The trial court, in its Sandoval ruling, properly permitted the prosecutor to impeach the defendant’s credibility with a prior conviction for homicide. The underlying facts of the prior conviction indicate that it was an act of calculated violence, evincing the defendant’s willingness to place his own self-interest ahead of the interests of society (see, People v Zada, 82 AD2d 926). Additionally, the record indicates that the trial court weighed the probative value of the evidence of the other crime with the risk of unfair prejudice, and properly concluded that the defendant suffered no undue prejudice (see, People v Pavao, 59 NY2d 282; People v Sandoval, 34 NY2d 371). The defendant’s alibi defense was presented to the jury through another witness even though the defendant chose not to take the stand. The defendant’s testimony was not essential to the fact-finding process (see, People v Zada, supra).

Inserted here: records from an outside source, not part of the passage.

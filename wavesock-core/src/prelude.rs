//! Prelude module for Wavesock Core
//!
//! Re-exports the types most users need so a single glob import is
//! enough.

pub use crate::error::{Error, FrameError, HandshakeError, Result};
pub use crate::frame::{Frame, FrameCodec};
pub use crate::handshake::{IncomingRequest, UpgradeRequest};
pub use crate::protocol::{Opcode, Role};
pub use crate::transport::{Transport, TransportStream};

// Re-export commonly used external dependencies
pub use bytes::{Bytes, BytesMut};
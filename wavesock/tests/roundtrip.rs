//! End-to-end round trips through the public client and server APIs

use wavesock::client::{Client, ClientConfig, ConnectionState};
use wavesock::server::{Server, ServerConfig};
use wavesock::transport_tcp::TcpTransport;
use wavesock::{Error, HandshakeError, Transport};

const ORIGIN: &str = "http://localhost:8080";

async fn spawn_server(greeting: &str) -> std::net::SocketAddr {
    let transport = TcpTransport::bind("127.0.0.1:0".parse().unwrap())
        .await
        .unwrap();
    let addr = transport.local_addr().unwrap();

    let mut config = ServerConfig::default();
    config.allowed_origin = ORIGIN.to_string();
    config.greeting = greeting.to_string();

    let server = Server::new(config).unwrap();
    tokio::spawn(server.serve_with(transport));
    addr
}

fn client_for(addr: std::net::SocketAddr, origin: &str) -> Client {
    let config = ClientConfig::default()
        .host(addr.to_string())
        .path("/ws")
        .origin(origin);
    Client::new(config).unwrap()
}

#[tokio::test]
async fn client_receives_server_greeting() {
    let addr = spawn_server("Hello World").await;
    let client = client_for(addr, ORIGIN);

    let message = client.fetch_text().await.unwrap();
    assert_eq!(message, "Hello World");
}

#[tokio::test]
async fn explicit_connect_and_recv() {
    let addr = spawn_server("one small frame").await;
    let client = client_for(addr, ORIGIN);

    let mut connection = client.connect().await.unwrap();
    assert_eq!(connection.state(), ConnectionState::Streaming);
    assert_eq!(connection.recv_text().await.unwrap(), "one small frame");

    // the server hangs up after its single frame; the next read fails
    // and the connection ends up closed
    assert!(connection.recv_text().await.is_err());
    assert_eq!(connection.state(), ConnectionState::Closed);
}

#[tokio::test]
async fn mismatched_origin_is_rejected_end_to_end() {
    let addr = spawn_server("Hello World").await;
    let client = client_for(addr, "http://unexpected.example");

    match client.fetch_text().await {
        Err(Error::Handshake(HandshakeError::Rejected { status_line })) => {
            assert!(status_line.contains("403"));
        }
        other => panic!("expected Rejected, got {:?}", other),
    }
}

#[tokio::test]
async fn empty_greeting_round_trips() {
    let addr = spawn_server("").await;
    let client = client_for(addr, ORIGIN);
    assert_eq!(client.fetch_text().await.unwrap(), "");
}

#[tokio::test]
async fn boundary_greeting_round_trips() {
    let greeting = "x".repeat(125);
    let addr = spawn_server(&greeting).await;
    let client = client_for(addr, ORIGIN);
    assert_eq!(client.fetch_text().await.unwrap(), greeting);
}
//! WebSocket server implementation
//!
//! The accept loop hands each connection to its own task; a single
//! connection's handshake-then-frame sequence is strictly sequential,
//! and one connection's failure never touches another. Validation
//! failures produce an HTTP rejection and no frame traffic; after the
//! upgrade the server sends exactly one text frame and closes.

use crate::config::ServerConfig;
use std::sync::Arc;
use tokio::time::timeout;
use wavesock_core::frame::FrameCodec;
use wavesock_core::handshake::{self, IncomingRequest};
use wavesock_core::protocol::{http_status, Role};
use wavesock_core::transport::{Transport, TransportStream};
use wavesock_core::{Error, HandshakeError, Result};
use wavesock_transport_tcp::TcpTransport;

const MAX_REQUEST_HEADERS: usize = 32;

/// WebSocket server (handshake responder)
#[derive(Debug)]
pub struct Server {
    config: ServerConfig,
}

impl Server {
    /// Create a server with a validated configuration
    pub fn new(config: ServerConfig) -> Result<Self> {
        config.validate()?;
        Ok(Self { config })
    }

    /// Create a server builder
    pub fn builder() -> ServerBuilder {
        ServerBuilder::new()
    }

    /// Bind the configured address and serve until interrupted
    pub async fn serve(self) -> Result<()> {
        let transport = TcpTransport::bind(self.config.bind_address).await?;
        self.serve_with(transport).await
    }

    /// Serve connections from an already-bound transport
    pub async fn serve_with<T>(self, transport: T) -> Result<()>
    where
        T: Transport,
        T::Stream: 'static,
    {
        crate::log_info!("listening on {}", transport.local_addr()?);
        let config = Arc::new(self.config);

        loop {
            tokio::select! {
                result = transport.accept() => match result {
                    Ok(stream) => {
                        let peer = stream
                            .remote_addr()
                            .map(|addr| addr.to_string())
                            .unwrap_or_else(|_| "<unknown>".to_string());
                        crate::log_debug!("accepted connection from {}", peer);

                        let config = Arc::clone(&config);
                        tokio::spawn(async move {
                            if let Err(e) = handle_connection(stream, &config).await {
                                crate::log_warn!("connection from {} failed: {}", peer, e);
                            }
                        });
                    }
                    Err(e) => {
                        crate::log_error!("accept error: {}", e);
                    }
                },
                _ = tokio::signal::ctrl_c() => {
                    crate::log_info!("shutdown signal received");
                    break;
                }
            }
        }

        Ok(())
    }
}

/// Drive one connection from raw bytes to its final state.
///
/// The stream is closed on every exit path: rejection, I/O failure, or
/// a successfully delivered greeting.
async fn handle_connection<S>(mut stream: S, config: &ServerConfig) -> Result<()>
where
    S: TransportStream,
{
    let head = match timeout(
        config.handshake_timeout,
        handshake::read_header_block(&mut stream, config.max_header_size),
    )
    .await
    {
        Ok(Ok((head, _leftover))) => head,
        Ok(Err(e)) => {
            let _ = stream.close().await;
            return Err(e);
        }
        Err(_) => {
            let _ = stream.close().await;
            return Err(Error::Io(std::io::Error::new(
                std::io::ErrorKind::TimedOut,
                "handshake timed out",
            )));
        }
    };

    let request = match parse_request(&head) {
        Ok(request) => request,
        Err(e) => {
            let response = handshake::rejection_response(
                http_status::BAD_REQUEST,
                "Not a valid WebSocket handshake",
            );
            let _ = stream.write_all(response.as_bytes()).await;
            let _ = stream.flush().await;
            let _ = stream.close().await;
            return Err(e);
        }
    };

    respond(AcceptedRequest::new(request, stream), config).await
}

/// Validate the request, emit the upgrade or rejection, and send the
/// greeting frame over the taken-over stream.
async fn respond<S>(mut accepted: AcceptedRequest<S>, config: &ServerConfig) -> Result<()>
where
    S: TransportStream,
{
    let key = match handshake::validate_upgrade(accepted.request(), &config.allowed_origin) {
        Ok(key) => key.to_owned(),
        Err(err) => {
            if let Some((status, body)) = err.rejection() {
                let response = handshake::rejection_response(status, body);
                let _ = accepted.write_response(&response).await;
            }
            accepted.shutdown().await;
            crate::log_warn!("upgrade rejected: {}", err);
            return Err(err.into());
        }
    };

    let accept_key = handshake::compute_accept_key(&key);
    if let Err(e) = accepted
        .write_response(&handshake::accept_response(&accept_key))
        .await
    {
        accepted.shutdown().await;
        return Err(e);
    }

    let mut stream = accepted.hijack().await?;

    let codec = FrameCodec::new(Role::Responder);
    let sent = match timeout(config.io_timeout, codec.write_text(&mut stream, &config.greeting))
        .await
    {
        Ok(result) => result,
        Err(_) => Err(Error::Io(std::io::Error::new(
            std::io::ErrorKind::TimedOut,
            "frame write timed out",
        ))),
    };
    let _ = stream.close().await;

    if sent.is_ok() {
        crate::log_info!("sent greeting ({} bytes)", config.greeting.len());
    }
    sent
}

/// Parse the raw header block into the core's request view
fn parse_request(head: &[u8]) -> Result<IncomingRequest> {
    let mut headers = [httparse::EMPTY_HEADER; MAX_REQUEST_HEADERS];
    let mut parsed = httparse::Request::new(&mut headers);

    match parsed.parse(head) {
        Ok(httparse::Status::Complete(_)) => {}
        Ok(httparse::Status::Partial) => return Err(HandshakeError::Incomplete.into()),
        Err(_) => return Err(HandshakeError::NotWebSocketUpgrade.into()),
    }

    let mut request =
        IncomingRequest::new(parsed.method.unwrap_or("GET"), parsed.path.unwrap_or("/"));
    for header in parsed.headers.iter() {
        request.insert_header(header.name, String::from_utf8_lossy(header.value).to_string());
    }

    Ok(request)
}

/// An inbound request still attached to the raw stream it arrived on
///
/// HTTP responses go through [`AcceptedRequest::write_response`]; frame
/// traffic requires taking the stream back out with
/// [`AcceptedRequest::hijack`].
pub struct AcceptedRequest<S: TransportStream> {
    request: IncomingRequest,
    stream: S,
    hijack_supported: bool,
}

impl<S: TransportStream> std::fmt::Debug for AcceptedRequest<S> {
    fn fmt(&self, f: &mut std::fmt::Formatter<'_>) -> std::fmt::Result {
        f.debug_struct("AcceptedRequest")
            .field("request", &self.request)
            .field("hijack_supported", &self.hijack_supported)
            .field("stream", &"<stream>")
            .finish()
    }
}

impl<S: TransportStream> AcceptedRequest<S> {
    /// Wrap a parsed request and the stream it was read from
    pub fn new(request: IncomingRequest, stream: S) -> Self {
        Self {
            request,
            stream,
            hijack_supported: true,
        }
    }

    /// Mark the carrier as unable to yield its raw stream.
    ///
    /// Transports that buffer or multiplex the connection cannot hand
    /// over the socket; upgrades on them fail after the response
    /// headers with [`Error::HijackUnsupported`].
    pub fn without_hijack(mut self) -> Self {
        self.hijack_supported = false;
        self
    }

    /// The parsed request under consideration
    pub fn request(&self) -> &IncomingRequest {
        &self.request
    }

    /// Write a raw HTTP response to the underlying stream
    pub async fn write_response(&mut self, raw: &str) -> Result<()> {
        self.stream.write_all(raw.as_bytes()).await?;
        self.stream.flush().await
    }

    /// Release the underlying stream without taking it over
    pub async fn shutdown(&mut self) {
        let _ = self.stream.close().await;
    }

    /// Take raw read/write control of the underlying stream.
    ///
    /// When the transport cannot be taken over, a 500 response is
    /// written, the stream is released, and the upgrade fails.
    pub async fn hijack(mut self) -> Result<S> {
        if self.hijack_supported {
            Ok(self.stream)
        } else {
            let response = handshake::rejection_response(
                http_status::INTERNAL_SERVER_ERROR,
                "Hijacking not supported",
            );
            let _ = self.write_response(&response).await;
            self.shutdown().await;
            Err(Error::HijackUnsupported)
        }
    }
}

/// Server builder
#[derive(Debug, Clone, Default)]
pub struct ServerBuilder {
    config: ServerConfig,
}

impl ServerBuilder {
    /// Create a new server builder
    pub fn new() -> Self {
        Self {
            config: ServerConfig::default(),
        }
    }

    /// Bind to the given address
    pub fn bind<A: std::net::ToSocketAddrs>(mut self, addr: A) -> Result<Self> {
        self.config.bind_address = addr.to_socket_addrs()?.next().ok_or_else(|| {
            Error::Config(wavesock_core::error::ConfigError::Validation(
                "invalid bind address".to_string(),
            ))
        })?;
        Ok(self)
    }

    /// Set the exact Origin header value upgrades must present
    pub fn allowed_origin(mut self, origin: impl Into<String>) -> Self {
        self.config.allowed_origin = origin.into();
        self
    }

    /// Set the greeting sent after a successful upgrade
    pub fn greeting(mut self, greeting: impl Into<String>) -> Self {
        self.config.greeting = greeting.into();
        self
    }

    /// Set the handshake timeout
    pub fn handshake_timeout(mut self, timeout: std::time::Duration) -> Self {
        self.config.handshake_timeout = timeout;
        self
    }

    /// Set the post-upgrade I/O timeout
    pub fn io_timeout(mut self, timeout: std::time::Duration) -> Self {
        self.config.io_timeout = timeout;
        self
    }

    /// Set the maximum inbound header block size
    pub fn max_header_size(mut self, size: usize) -> Self {
        self.config.max_header_size = size;
        self
    }

    /// Build the server
    pub fn build(self) -> Result<Server> {
        Server::new(self.config)
    }
}
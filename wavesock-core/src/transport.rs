//! Transport layer abstraction
//!
//! Wavesock never opens listeners or resolves addresses itself; a
//! transport implementation hands the protocol code a connected,
//! readable/writable byte stream. `wavesock-transport-tcp` provides the
//! TCP implementation of these traits.

use crate::error::Result;

/// Transport trait for abstracting different transport types
#[async_trait::async_trait]
pub trait Transport: Send + Sync + 'static {
    /// The stream type produced by this transport
    type Stream: TransportStream;

    /// Accept an incoming connection
    async fn accept(&self) -> Result<Self::Stream>;

    /// Get the local address
    fn local_addr(&self) -> Result<std::net::SocketAddr>;
}

/// Trait for transport streams
///
/// A stream is an exclusively-owned per-connection resource; callers
/// close it on every exit path. `read` may return fewer bytes than the
/// buffer holds, so protocol code loops until it has what it needs.
#[async_trait::async_trait]
pub trait TransportStream: Send + Sync {
    /// Read data from the stream, returning the number of bytes read
    /// (0 means end of stream)
    async fn read(&mut self, buf: &mut [u8]) -> Result<usize>;

    /// Write all data to the stream
    async fn write_all(&mut self, buf: &[u8]) -> Result<()>;

    /// Flush the stream
    async fn flush(&mut self) -> Result<()>;

    /// Close the stream
    async fn close(&mut self) -> Result<()>;

    /// Get the remote address
    fn remote_addr(&self) -> Result<std::net::SocketAddr>;
}
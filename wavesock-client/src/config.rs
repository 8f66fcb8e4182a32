//! Client configuration
//!
//! Configuration is an explicit value passed into the client
//! constructor, never process-wide state, so any target and origin can
//! be exercised in tests.

use std::time::Duration;
use wavesock_core::error::ConfigError;
use wavesock_core::protocol::constants::{DEFAULT_HANDSHAKE_TIMEOUT, DEFAULT_IO_TIMEOUT};
use wavesock_core::{Error, Result};

/// Client configuration
#[derive(Debug, Clone)]
pub struct ClientConfig {
    /// Target authority (`host:port`)
    pub host: String,
    /// Request path
    pub path: String,
    /// Origin header value
    pub origin: String,
    /// Handshake timeout
    pub handshake_timeout: Duration,
    /// Per-operation I/O timeout after the upgrade
    pub io_timeout: Duration,
}

impl Default for ClientConfig {
    fn default() -> Self {
        Self {
            host: "localhost:8080".to_string(),
            path: "/ws".to_string(),
            origin: "http://localhost:8080".to_string(),
            handshake_timeout: DEFAULT_HANDSHAKE_TIMEOUT,
            io_timeout: DEFAULT_IO_TIMEOUT,
        }
    }
}

impl ClientConfig {
    /// Validate the configuration
    pub fn validate(&self) -> Result<()> {
        if self.host.is_empty() || !self.host.contains(':') {
            return Err(Error::Config(ConfigError::Validation(
                "host must be a host:port authority".to_string(),
            )));
        }

        if !self.path.starts_with('/') {
            return Err(Error::Config(ConfigError::Validation(
                "path must start with '/'".to_string(),
            )));
        }

        if self.origin.is_empty() {
            return Err(Error::Config(ConfigError::Validation(
                "origin must not be empty".to_string(),
            )));
        }

        if self.handshake_timeout.is_zero() {
            return Err(Error::Config(ConfigError::Validation(
                "handshake_timeout must be greater than 0".to_string(),
            )));
        }

        Ok(())
    }

    /// Set the target authority
    pub fn host(mut self, host: impl Into<String>) -> Self {
        self.host = host.into();
        self
    }

    /// Set the request path
    pub fn path(mut self, path: impl Into<String>) -> Self {
        self.path = path.into();
        self
    }

    /// Set the Origin header value
    pub fn origin(mut self, origin: impl Into<String>) -> Self {
        self.origin = origin.into();
        self
    }

    /// Set the handshake timeout
    pub fn handshake_timeout(mut self, timeout: Duration) -> Self {
        self.handshake_timeout = timeout;
        self
    }

    /// Set the post-upgrade I/O timeout
    pub fn io_timeout(mut self, timeout: Duration) -> Self {
        self.io_timeout = timeout;
        self
    }
}
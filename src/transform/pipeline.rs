//! Transform pipeline
//!
//! An ordered chain of transform steps applied to a base resource, rendered
//! as `step1/step2/.../resource`. Pipelines compose: a pre-built fragment
//! (a shared watermark, a debug chain) can be appended or prepended onto
//! another pipeline without either one aliasing the other's steps.

use crate::resource::Resource;

use super::error::TransformError;
use super::step::Transform;

/// An ordered sequence of transform steps over a base resource.
#[derive(Debug, Clone, PartialEq)]
pub struct TransformPipeline {
    resource: Resource,
    steps: Vec<Transform>,
}

impl TransformPipeline {
    pub fn new(resource: impl Into<Resource>) -> Self {
        Self {
            resource: resource.into(),
            steps: Vec::new(),
        }
    }

    /// Appends one step, consuming and returning the builder.
    pub fn push(mut self, step: Transform) -> Self {
        self.steps.push(step);
        self
    }

    /// Appends all of `other`'s steps after this pipeline's, preserving
    /// their internal order. `other` is copied, never mutated; the two
    /// pipelines share no state afterwards.
    pub fn append(mut self, other: &TransformPipeline) -> Self {
        self.steps.extend_from_slice(&other.steps);
        self
    }

    /// Prepends all of `other`'s steps before this pipeline's, preserving
    /// their internal order. Copy semantics as with [`append`].
    ///
    /// [`append`]: TransformPipeline::append
    pub fn prepend(mut self, other: &TransformPipeline) -> Self {
        let mut steps = other.steps.clone();
        steps.append(&mut self.steps);
        self.steps = steps;
        self
    }

    pub fn resource(&self) -> &Resource {
        &self.resource
    }

    pub fn steps(&self) -> &[Transform] {
        &self.steps
    }

    /// Renders the pipeline path: rendered steps joined with `/`, followed
    /// by the resource's path form.
    ///
    /// Rendering is idempotent; two calls without intervening mutation yield
    /// byte-identical output. An empty base resource or a non-finite float
    /// option fails here, before any output exists.
    pub fn render(&self) -> Result<String, TransformError> {
        if self.resource.is_empty() {
            return Err(TransformError::EmptyResource);
        }

        let mut segments = Vec::with_capacity(self.steps.len() + 1);
        for step in &self.steps {
            segments.push(step.render()?);
        }
        segments.push(self.resource.to_path());

        let path = segments.join("/");
        tracing::debug!(steps = self.steps.len(), %path, "rendered transform pipeline");
        Ok(path)
    }

    /// Joins the rendered path onto a CDN base URL.
    pub fn url(&self, base: &str) -> Result<String, TransformError> {
        Ok(format!("{}/{}", base.trim_end_matches('/'), self.render()?))
    }
}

We also conclude, after viewing the evidence in the light most favorable to the prosecution, that any rational trier of fact could have found the essential elements of the crimes beyond a reasonable doubt (see, People v Contes, 60 NY2d 620).
Two letters allegedly written by the defendant to the victim were properly admitted into evidence. Circumstantial evidence may satisfy the requirement that a writing be authenticated before it may be introduced (People v Dunbar Contr. Co., 215 NY 416). One of the letters referred to a prior telephone conversation between the victim and the defendant, and was therefore properly admitted. Additionally, both notes were signed by "Whitey”, the nickname by which the defendant was known. Although the other note did not refer to any prior telephone conversations and could not be authenticated by the same circumstantial evidence, the note already admitted into evidence was a satisfactory standard with which the second note could be compared by the jury. It was for the jury to decide as lay persons whether the handwritings were the same, and what weight to give the two notes (see, People v Hunter, 34 NY2d 432).
We find the defendant’s remaining contention to be without merit. Thompson, J. P., Rubin, Eiber and Spatt, JJ., concur.